If you are still holding out for fame and/or fortune because you are just positive you possess a talent no one else does, I wish you all the best. And a soft landing.

The simple fact is that numbers don’t lie. Just as you won’t shoehorn a custom-made 35-inch cabinet into the 34-1/2-inch alcove you somehow mismeasured, neither will you pay bills which add up to $3,500 across the duration of a job if all you collect is $3,450. And that’s before profit!

Notice I said “across the duration of the job.” If you are doing custom work, you probably already know instinctively that the only way to accurately analyze your costs is on a “custom,” or job-by-job, basis. But you may find integrating the costs of rent, health and other insurances, utilities, taxes — in a word, overhead — a daunting prospect.

You are not alone. The question of how to account for these ongoing, indirect costs gives lots of people pause. In truth, it’s no harder than keeping track of direct costs, those you can easily assign to a job. A little different, yes, but no harder.

Before we get started, let me say that a lack of experience with spreadsheets is no excuse for not following along.
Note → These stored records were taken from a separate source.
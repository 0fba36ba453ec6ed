// SPDX-FileCopyrightText: 2025-2026 RAprogramm <andrey.rozanov.vl@gmail.com>
// SPDX-License-Identifier: MIT

//! Render context and exclusion predicate.
//!
//! [`RenderContext`] is the single, read-only variable set both render
//! targets are built from. Only two things in it steer what gets generated:
//!
//! - [`RenderContext::generates`]: whether a [`Capability`] survived the
//!   exclusion list
//! - [`RenderContext::optional_name`]: whether generated function names
//!   carry the type name
//!
//! Every other value is used unconditionally.

use std::{collections::BTreeSet, fmt};

use convert_case::{Case, Casing};
use proc_macro2::Span;
use syn::Ident;
use tracing::warn;

use super::{naming::Names, request::GenerationRequest, sql::Statements};

/// Independently excludable piece of generated code.
///
/// | Tag | Generated member |
/// |-----|------------------|
/// | `join_sql` | `join_{name}_sql(prefix)` |
/// | `get` | `get_{name}_by_id(q, id)` |
/// | `get_any` | `get_any_{name}_by_id(q, id)` |
/// | `save` | `Model::save` |
/// | `create` | `Model::create` |
/// | `do_create` | `Model::do_create` |
/// | `update` | `Model::update` |
/// | `do_update` | `Model::do_update` |
/// | `delete` | `Model::delete` |
/// | `is_zero` | `Model::is_zero` |
#[derive(Debug, Clone, Copy, PartialEq, Eq, PartialOrd, Ord, Hash)]
pub enum Capability {
    /// Column list helper for JOIN queries.
    JoinSql,
    /// Lookup of an active row by id.
    Get,
    /// Lookup of any row by id, soft-deleted included.
    GetAny,
    /// Insert-or-update dispatch.
    Save,
    /// Public insert.
    Create,
    /// Internal insert.
    DoCreate,
    /// Public update.
    Update,
    /// Internal update.
    DoUpdate,
    /// Deletion by id.
    Delete,
    /// Persisted check.
    IsZero
}

impl Capability {
    /// Every capability, in output order.
    pub const ALL: [Self; 10] = [
        Self::JoinSql,
        Self::Get,
        Self::GetAny,
        Self::Save,
        Self::Create,
        Self::DoCreate,
        Self::Update,
        Self::DoUpdate,
        Self::Delete,
        Self::IsZero
    ];

    /// Tag used on the command line.
    #[must_use]
    pub const fn tag(self) -> &'static str {
        match self {
            Self::JoinSql => "join_sql",
            Self::Get => "get",
            Self::GetAny => "get_any",
            Self::Save => "save",
            Self::Create => "create",
            Self::DoCreate => "do_create",
            Self::Update => "update",
            Self::DoUpdate => "do_update",
            Self::Delete => "delete",
            Self::IsZero => "is_zero"
        }
    }

    /// Capability for a tag, exact match only.
    #[must_use]
    pub fn from_tag(tag: &str) -> Option<Self> {
        Self::ALL.into_iter().find(|c| c.tag() == tag)
    }
}

impl fmt::Display for Capability {
    fn fmt(&self, f: &mut fmt::Formatter<'_>) -> fmt::Result {
        f.write_str(self.tag())
    }
}

/// Fully resolved variables for rendering.
#[derive(Debug, Clone, PartialEq, Eq)]
pub struct RenderContext {
    /// Type name as declared (`UserProfile`).
    pub model_name:       String,
    /// Type name in lower case (`userprofile`).
    pub model_name_lc:    String,
    /// Storage table.
    pub table_name:       String,
    /// Local variable for a model instance (`u`).
    pub model_var:        String,
    /// Module path the model is reachable at.
    pub package:          String,
    /// Module name of the generated implementation file.
    pub generated_module: String,
    /// Insert statement.
    pub create_stmt:      String,
    /// Update statement.
    pub update_stmt:      String,
    /// `"a", "b"` column list.
    pub fields_as_array:  String,
    /// Excluded capability tags.
    pub excluded:         BTreeSet<String>,
    /// Single-name mode.
    pub single_name:      bool,
    /// Generated code assigns ids itself.
    pub auto_id:          bool
}

impl RenderContext {
    /// Assemble the context from a defaulted request and its derived parts.
    pub fn assemble(
        request: &GenerationRequest,
        names: Names,
        statements: Statements,
        generated_module: String
    ) -> Self {
        for tag in &request.excluded {
            if Capability::from_tag(tag).is_none() {
                warn!(%tag, "exclusion does not match any generated member");
            }
        }

        Self {
            model_name: request.type_name.clone(),
            model_name_lc: names.model_name_lc,
            table_name: names.table,
            model_var: names.model_var,
            package: request.package.clone(),
            generated_module,
            create_stmt: statements.insert,
            update_stmt: statements.update,
            fields_as_array: statements.fields_literal,
            excluded: request.excluded.clone(),
            single_name: request.single_name,
            auto_id: request.auto_id
        }
    }

    /// Whether `capability` is generated: false iff its tag was excluded.
    #[must_use]
    pub fn generates(&self, capability: Capability) -> bool {
        !self.excluded.contains(capability.tag())
    }

    /// Type name, or nothing in single-name mode.
    #[must_use]
    pub fn optional_name(&self) -> &str {
        if self.single_name {
            ""
        } else {
            &self.model_name
        }
    }

    /// Free function name built around the optional name.
    ///
    /// ```text
    /// fn_name("get", "by_id")  →  get_by_id           (single-name)
    ///                          →  get_user_by_id      (otherwise)
    /// ```
    #[must_use]
    pub fn fn_name(&self, prefix: &str, suffix: &str) -> String {
        let middle = self.optional_name().to_case(Case::Snake);
        [prefix, middle.as_str(), suffix]
            .into_iter()
            .filter(|part| !part.is_empty())
            .collect::<Vec<_>>()
            .join("_")
    }

    /// [`Self::fn_name`] as an identifier.
    #[must_use]
    pub fn fn_ident(&self, prefix: &str, suffix: &str) -> Ident {
        Ident::new(&self.fn_name(prefix, suffix), Span::call_site())
    }

    /// Test function name: type name in snake case plus `suffix`.
    #[must_use]
    pub fn test_ident(&self, suffix: &str) -> Ident {
        let name = format!("{}_{suffix}", self.model_name.to_case(Case::Snake));
        Ident::new(&name, Span::call_site())
    }

    /// Type name as an identifier.
    #[must_use]
    pub fn model_ident(&self) -> Ident {
        Ident::new(&self.model_name, Span::call_site())
    }

    /// Local variable as an identifier.
    #[must_use]
    pub fn var_ident(&self) -> Ident {
        Ident::new(&self.model_var, Span::call_site())
    }
}

#[cfg(test)]
pub(crate) mod tests {
    use super::*;

    /// Context for `User { id, name }` with default options.
    pub(crate) fn user_context() -> RenderContext {
        RenderContext {
            model_name:       "User".into(),
            model_name_lc:    "user".into(),
            table_name:       "user".into(),
            model_var:        "u".into(),
            package:          "models".into(),
            generated_module: "user_generated".into(),
            create_stmt:      "INSERT INTO user (id, name) VALUES (:id, :name)".into(),
            update_stmt:      "UPDATE user SET id=:id, name=:name WHERE id=:id".into(),
            fields_as_array:  r#""id", "name""#.into(),
            excluded:         BTreeSet::new(),
            single_name:      true,
            auto_id:          true
        }
    }

    #[test]
    fn tags_round_trip() {
        for capability in Capability::ALL {
            assert_eq!(Capability::from_tag(capability.tag()), Some(capability));
        }
    }

    #[test]
    fn tags_match_exactly() {
        assert_eq!(Capability::from_tag("Save"), None);
        assert_eq!(Capability::from_tag(" save"), None);
        assert_eq!(Capability::from_tag("do_*"), None);
    }

    #[test]
    fn everything_is_generated_without_exclusions() {
        let ctx = user_context();
        assert!(Capability::ALL.into_iter().all(|c| ctx.generates(c)));
    }

    #[test]
    fn exclusion_disables_only_its_capability() {
        let mut ctx = user_context();
        ctx.excluded.insert("do_create".into());
        for capability in Capability::ALL {
            assert_eq!(ctx.generates(capability), capability != Capability::DoCreate);
        }
    }

    #[test]
    fn exclusion_is_case_sensitive() {
        let mut ctx = user_context();
        ctx.excluded.insert("DELETE".into());
        assert!(ctx.generates(Capability::Delete));
    }

    #[test]
    fn optional_name_follows_single_mode() {
        let mut ctx = user_context();
        assert_eq!(ctx.optional_name(), "");
        assert_eq!(ctx.fn_name("get", "by_id"), "get_by_id");
        assert_eq!(ctx.fn_name("join", "sql"), "join_sql");

        ctx.single_name = false;
        ctx.model_name = "UserProfile".into();
        assert_eq!(ctx.optional_name(), "UserProfile");
        assert_eq!(ctx.fn_name("get", "by_id"), "get_user_profile_by_id");
        assert_eq!(ctx.fn_name("get_any", "by_id"), "get_any_user_profile_by_id");
    }

    #[test]
    fn test_names_carry_the_type() {
        let ctx = user_context();
        assert_eq!(ctx.test_ident("save_new").to_string(), "user_save_new");
    }
}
This is a relatively simple sheet, a great one for beginners; just have your spreadsheet application’ software manual handy. Before you know it, you will be using them all the time and — dare I say it? — enjoying it.

You can also apply these techniques the old-fashioned way, of course, which is to say, without a computer at all. How you arrive at your result makes no difference. What matters is the accuracy of that result.

Getting Started

The graphic accompanying this article shows the first part of our spreadsheet. As I will remind you throughout this series, we are creating a template, a sheet we can copy and save by a particular job’s number or name.

So, that’s where we will start: With a row across the top of the sheet labeled “Job Number/Client.” Simple enough.

Next we create a place for those direct costs; items where the entire amount can be assigned to one, and only one, job. For custom shops, this most often means materials. But it can also apply to a rented truck, subcontracted elements of the job and special tooling. Anything you expect this one job to “buy,” and for which you hopefully allowed in your quotation, will go here.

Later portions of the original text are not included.